• _Task_
Every line of the listing is to be returned exactly as given.
Data records Block Start
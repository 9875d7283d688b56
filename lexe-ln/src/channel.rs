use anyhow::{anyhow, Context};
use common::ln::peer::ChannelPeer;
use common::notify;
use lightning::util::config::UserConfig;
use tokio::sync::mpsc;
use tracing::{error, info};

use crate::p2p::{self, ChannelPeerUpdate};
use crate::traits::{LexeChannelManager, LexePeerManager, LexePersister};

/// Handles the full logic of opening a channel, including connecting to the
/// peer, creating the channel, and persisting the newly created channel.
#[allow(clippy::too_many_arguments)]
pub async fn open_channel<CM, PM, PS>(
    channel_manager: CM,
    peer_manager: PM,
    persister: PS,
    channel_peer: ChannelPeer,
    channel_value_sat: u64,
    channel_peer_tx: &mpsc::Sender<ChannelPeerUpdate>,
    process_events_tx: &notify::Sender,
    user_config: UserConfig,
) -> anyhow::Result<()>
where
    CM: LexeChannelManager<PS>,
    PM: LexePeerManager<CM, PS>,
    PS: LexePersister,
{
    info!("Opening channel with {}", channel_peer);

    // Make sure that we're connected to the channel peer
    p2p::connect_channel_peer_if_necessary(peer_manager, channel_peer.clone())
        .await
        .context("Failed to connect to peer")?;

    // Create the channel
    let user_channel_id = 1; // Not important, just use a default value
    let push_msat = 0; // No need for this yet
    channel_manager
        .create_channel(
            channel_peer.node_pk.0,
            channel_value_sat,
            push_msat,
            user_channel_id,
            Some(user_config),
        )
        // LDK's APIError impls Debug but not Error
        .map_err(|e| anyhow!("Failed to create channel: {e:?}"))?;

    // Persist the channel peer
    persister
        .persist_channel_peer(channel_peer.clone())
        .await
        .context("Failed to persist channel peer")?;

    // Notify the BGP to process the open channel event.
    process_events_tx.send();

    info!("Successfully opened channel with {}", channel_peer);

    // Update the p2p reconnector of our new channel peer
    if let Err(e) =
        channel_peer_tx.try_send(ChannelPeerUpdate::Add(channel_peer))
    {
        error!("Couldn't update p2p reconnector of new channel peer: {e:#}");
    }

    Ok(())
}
Data records Block End
• _Exercise answer_
repository 9875d7283d688b56
filename lexe-ln/src/channel.rs
use anyhow::{anyhow, Context};
use common::ln::peer::ChannelPeer;
use common::notify;
use lightning::util::config::UserConfig;
use tokio::sync::mpsc;
use tracing::{error, info};

use crate::p2p::{self, ChannelPeerUpdate};
use crate::traits::{LexeChannelManager, LexePeerManager, LexePersister};

/// Handles the full logic of opening a channel, including connecting to the
/// peer, creating the channel, and persisting the newly created channel.
#[allow(clippy::too_many_arguments)]
pub async fn open_channel<CM, PM, PS>(
    channel_manager: CM,
    peer_manager: PM,
    persister: PS,
    channel_peer: ChannelPeer,
    channel_value_sat: u64,
    channel_peer_tx: &mpsc::Sender<ChannelPeerUpdate>,
    process_events_tx: &notify::Sender,
    user_config: UserConfig,
) -> anyhow::Result<()>
where
    CM: LexeChannelManager<PS>,
    PM: LexePeerManager<CM, PS>,
    PS: LexePersister,
{
    info!("Opening channel with {}", channel_peer);

    // Make sure that we're connected to the channel peer
    p2p::connect_channel_peer_if_necessary(peer_manager, channel_peer.clone())
        .await
        .context("Failed to connect to peer")?;

    // Create the channel
    let user_channel_id = 1; // Not important, just use a default value
    let push_msat = 0; // No need for this yet
    channel_manager
        .create_channel(
            channel_peer.node_pk.0,
            channel_value_sat,
            push_msat,
            user_channel_id,
            Some(user_config),
        )
        // LDK's APIError impls Debug but not Error
        .map_err(|e| anyhow!("Failed to create channel: {e:?}"))?;

    // Persist the channel peer
    persister
        .persist_channel_peer(channel_peer.clone())
        .await
        .context("Failed to persist channel peer")?;

    // Notify the BGP to process the open channel event.
    process_events_tx.send();

    info!("Successfully opened channel with {}", channel_peer);

    // Update the p2p reconnector of our new channel peer
    if let Err(e) =
        channel_peer_tx.try_send(ChannelPeerUpdate::Add(channel_peer))
    {
        error!("Couldn't update p2p reconnector of new channel peer: {e:#}");
    }

    Ok(())
}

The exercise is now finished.